Victoria’s Secret isn’t faring any better. In May, it was reported that 250 of its stores in the US and Canada were to be permanently shuttered. A month later, its flagship store in Hong Kong was also abruptly closed down. No word yet on whether any of its other Asian branches will suffer the same fate.
(Photo source: https://www.pymnts.com/)
By 2021, the owner of fashion brand Zara, Inditex (which also owns other brands like Pull & Bear and Bershka), will be closing up to 1200 of its physical stores worldwide. The Spanish company stated that it would be focusing on pushing its online business instead.
(Photo source: Business Today)
Inditex’s major rival H&M is also on rocky grounds. Similarly, the Swedish clothing-retail company is planning on bolstering its online business by refocusing their effort for it and closing down as many as 170 stores across the globe.
(Photo source: https://insideretail.asia)
Another apparel brand hit hard by the pandemic is Esprit. Despite its long run of success in Asia, it’s been facing tough times as revenues started dropping last year. Following the loss during the pandemic, 56 stores in Malaysia, Singapore, Taiwan, Macau and Hong Kong were closed down. Its remaining Asian branches are only the ones in Mainland China.
(Photo source: The Jakarta Post | Shutterstock/File)
Just last month, Japanese retailer Muji had to file for bankruptcy in the US. This does not mean that it’s completely gone out of business there, however, as it will be reinforcing its online store instead. Fortunately for the Singapore and Malaysia markets, the US bankruptcy will not affect the physical stores in these countries.
(Photo source: today.com | Getty Images)
About a year before the pandemic hit, this US fashion brand (which also operates other brands like Banana Republic and Old Navy) already had plans to gradually close down most of its stores over a period of two years. The pandemic no doubt accelerated that, having caused it to lose nearly USD1 bllion.
(Photo source: ashley-yeen.com)
Another American clothing brand Guess will also be closing a substantial number of its physical stores. It was reported in June that a total of 100 stores in North American as well as China will be gradually closed within a period of 18 months.

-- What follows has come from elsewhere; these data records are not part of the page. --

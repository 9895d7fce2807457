// Copyright 2025 Muvon Un Limited
//
// Licensed under the Apache License, Version 2.0 (the "License");
// you may not use this file except in compliance with the License.
// You may obtain a copy of the License at
//
//     http://www.apache.org/licenses/LICENSE-2.0
//
// Unless required by applicable law or agreed to in writing, software
// distributed under the License is distributed on an "AS IS" BASIS,
// WITHOUT WARRANTIES OR CONDITIONS OF ANY KIND, either express or implied.
// See the License for the specific language governing permissions and
// limitations under the License.

// Main lib.rs file that exports our modules
pub mod config;
pub mod directories;
pub mod session;

// Re-export commonly used items for convenience
pub use config::Config;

(Photo source: https://bellevuecollection.com)
Back in May, footwear retailer Aldo seeks creditor protection in the US, Canada and Europe to save its business. There are no update yet on the number of stores that will be closed down due to this, but at the moment, its Asian outlets do not seem to be affected.
(Photo source: Linda Nylind | The Guardian)
Back in April, it was reported that Oasis and Warehouse Limited was unable to save its business, and all its stores under the brands Oasis and Warehouse were to be closed permanently. It had been operating 90 standalone branches in the UK and its products had also been available in 400 department stores. In June, its online businesses were bought by online fashion retailer Boohoo.